Thread: analyzing postgresql performance for dbt-2
I'm running our DBT-2 workload against PostgreSQL 7.3.4 and I'm having some trouble figuring out what I should be looking for when I'm trying to tune the database. I have results for a decent baseline, but when I try to increase the load on the database, the performance drops. Nothing in the graphs (in the links listed later) sticks out to me so I'm wondering if there are other database statitics I should try to collect. Any suggestions would be great and let me know if I can answer any other questions.
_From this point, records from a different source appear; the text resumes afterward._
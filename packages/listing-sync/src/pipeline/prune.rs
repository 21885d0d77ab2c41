//! Maintenance sweep for listings that never got an expiry.

use tracing::info;

use crate::error::Result;
use crate::traits::store::ListingStore;
use crate::types::listing::PurgeReport;

/// Deletes incomplete listings along with the relation rows they own.
///
/// Idempotent: a second run right after the first removes nothing.
pub struct Pruner<S> {
    store: S,
}

impl<S: ListingStore> Pruner<S> {
    pub fn new(store: S) -> Self {
        Self { store }
    }

    pub fn store(&self) -> &S {
        &self.store
    }

    pub async fn run(&self) -> Result<PurgeReport> {
        info!("Pruning listings without an expiry");
        let report = self.store.purge_incomplete().await?;
        info!(
            listings = report.listings_removed,
            links = report.links_removed,
            categories = report.categories_removed,
            "Prune complete"
        );
        Ok(report)
    }
}
use anyhow::{bail, Context, Result};
use dotenvy::dotenv;
use secrecy::SecretString;
use std::env;
use std::fmt;
use std::str::FromStr;
use std::time::Duration;

use crate::extractors::{
    ExtractionSelectors, DEFAULT_CATEGORY_SELECTOR, DEFAULT_DISCOUNT_SELECTOR,
    DEFAULT_EXPIRY_SELECTOR,
};

/// Which store implementation a run talks to.
#[derive(Debug, Clone, Copy, PartialEq, Eq, Default)]
pub enum BackendKind {
    /// Items, category types and a junction table
    #[default]
    Relational,
    /// One JSON document per listing
    Document,
}

impl FromStr for BackendKind {
    type Err = String;

    fn from_str(s: &str) -> std::result::Result<Self, Self::Err> {
        match s.trim().to_ascii_lowercase().as_str() {
            "relational" | "sql" => Ok(BackendKind::Relational),
            "document" | "doc" => Ok(BackendKind::Document),
            other => Err(format!(
                "unknown store backend '{}' (expected relational or document)",
                other
            )),
        }
    }
}

impl fmt::Display for BackendKind {
    fn fmt(&self, f: &mut fmt::Formatter<'_>) -> fmt::Result {
        match self {
            BackendKind::Relational => f.write_str("relational"),
            BackendKind::Document => f.write_str("document"),
        }
    }
}

/// How listing pages are loaded.
#[derive(Debug, Clone, Copy, PartialEq, Eq, Default)]
pub enum FetcherKind {
    #[default]
    Http,
    Firecrawl,
}

impl FromStr for FetcherKind {
    type Err = String;

    fn from_str(s: &str) -> std::result::Result<Self, Self::Err> {
        match s.trim().to_ascii_lowercase().as_str() {
            "http" => Ok(FetcherKind::Http),
            "firecrawl" => Ok(FetcherKind::Firecrawl),
            other => Err(format!(
                "unknown fetcher '{}' (expected http or firecrawl)",
                other
            )),
        }
    }
}

/// Run configuration loaded from environment variables
#[derive(Debug)]
pub struct SyncConfig {
    pub database_url: String,
    pub backend: BackendKind,
    /// Pause after every listing
    pub pacing: Duration,
    pub page_timeout: Option<Duration>,
    pub fetcher: FetcherKind,
    pub firecrawl_api_key: Option<SecretString>,
    pub user_agent: Option<String>,
    pub expiry_selector: Option<String>,
    pub discount_selector: Option<String>,
    pub category_selector: Option<String>,
}

impl SyncConfig {
    /// Load configuration from environment variables
    pub fn from_env() -> Result<Self> {
        // Load .env file if present (development)
        let _ = dotenv();

        Self::from_lookup(|key| env::var(key).ok())
    }

    /// Load configuration through an arbitrary variable lookup.
    pub fn from_lookup(lookup: impl Fn(&str) -> Option<String>) -> Result<Self> {
        let backend = match lookup("STORE_BACKEND") {
            Some(raw) => raw
                .parse::<BackendKind>()
                .map_err(anyhow::Error::msg)
                .context("STORE_BACKEND is invalid")?,
            None => BackendKind::default(),
        };

        let fetcher = match lookup("FETCHER") {
            Some(raw) => raw
                .parse::<FetcherKind>()
                .map_err(anyhow::Error::msg)
                .context("FETCHER is invalid")?,
            None => FetcherKind::default(),
        };

        let pacing_secs: u64 = lookup("PACING_SECS")
            .unwrap_or_else(|| "5".to_string())
            .parse()
            .context("PACING_SECS must be a whole number of seconds")?;

        let page_timeout = lookup("PAGE_TIMEOUT_SECS")
            .map(|raw| raw.parse::<u64>())
            .transpose()
            .context("PAGE_TIMEOUT_SECS must be a whole number of seconds")?
            .map(Duration::from_secs);

        let firecrawl_api_key = lookup("FIRECRAWL_API_KEY").map(SecretString::from);
        if fetcher == FetcherKind::Firecrawl && firecrawl_api_key.is_none() {
            bail!("FIRECRAWL_API_KEY must be set when FETCHER=firecrawl");
        }

        Ok(Self {
            database_url: lookup("DATABASE_URL").context("DATABASE_URL must be set")?,
            backend,
            pacing: Duration::from_secs(pacing_secs),
            page_timeout,
            fetcher,
            firecrawl_api_key,
            user_agent: lookup("USER_AGENT"),
            expiry_selector: lookup("EXPIRY_SELECTOR"),
            discount_selector: lookup("DISCOUNT_SELECTOR"),
            category_selector: lookup("CATEGORY_SELECTOR"),
        })
    }

    /// Compile the configured selectors, falling back to the defaults.
    pub fn selectors(&self) -> Result<ExtractionSelectors> {
        let selectors = ExtractionSelectors::new(
            self.expiry_selector
                .as_deref()
                .unwrap_or(DEFAULT_EXPIRY_SELECTOR),
            self.discount_selector
                .as_deref()
                .unwrap_or(DEFAULT_DISCOUNT_SELECTOR),
            self.category_selector
                .as_deref()
                .unwrap_or(DEFAULT_CATEGORY_SELECTOR),
        )?;
        Ok(selectors)
    }
}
Here are a pair of results where I just raise the load on the database, where increasing the load increases the area of the database touched in addition to increasing the transaction rate. The overall metric increases somewhat, but the response time for most of the interactions also increases significantly: http://developer.osdl.org/markw/dbt2-pgsql/158/ [baseline] - load of 100 warehouses - metric 1249.65 http://developer.osdl.org/markw/dbt2-pgsql/149/ - load of 140 warehouses - metric 1323.90 Both of these runs had wal_buffers set to 8, checkpoint_segments 200, and checkpoint_timeout 1800. So far I've only tried various wal_buffers and checkpoint_segments settings in the next set of results for a load of 140 warehouses. http://developer.osdl.org/markw/dbt2-pgsql/148/ - metric 1279.26 - wal_buffers 8 - checkpoint_segments 100 - checkpoint_timeout 300 http://developer.osdl.org/markw/dbt2-pgsql/149/ - metric 1323.90 - wal_buffers 8 - checkpoint_segments 200 - checkpoint_timeout 1800 http://developer.osdl.org/markw/dbt2-pgsql/150/ - metric 1281.13 - wal_buffers 8 - checkpoint_segments 300 - checkpoint_timeout 1800 http://developer.osdl.org/markw/dbt2-pgsql/151/ - metric 1311.99 - wal_buffers 32 - checkpoint_segments 200 - checkpoint_timeout 1800 http://developer.osdl.org/markw/dbt2-pgsql/152/ - metric 1268.37 - wal_buffers 64 - checkpoint_segments 200 - checkpoint_timeout 1800 http://developer.osdl.org/markw/dbt2-pgsql/154/ - metric 1314.62 - wal_buffers 16 - checkpoint_segments 200 - checkpoint_timeout 1800 Thanks! -- Mark Wong - - markw@osdl.org Open Source Development Lab Inc - A non-profit corporation 12725 SW Millikan Way - Suite 400 - Beaverton, OR 97005 (503) 626-2455 x 32 (office) (503) 626-2436 (fax)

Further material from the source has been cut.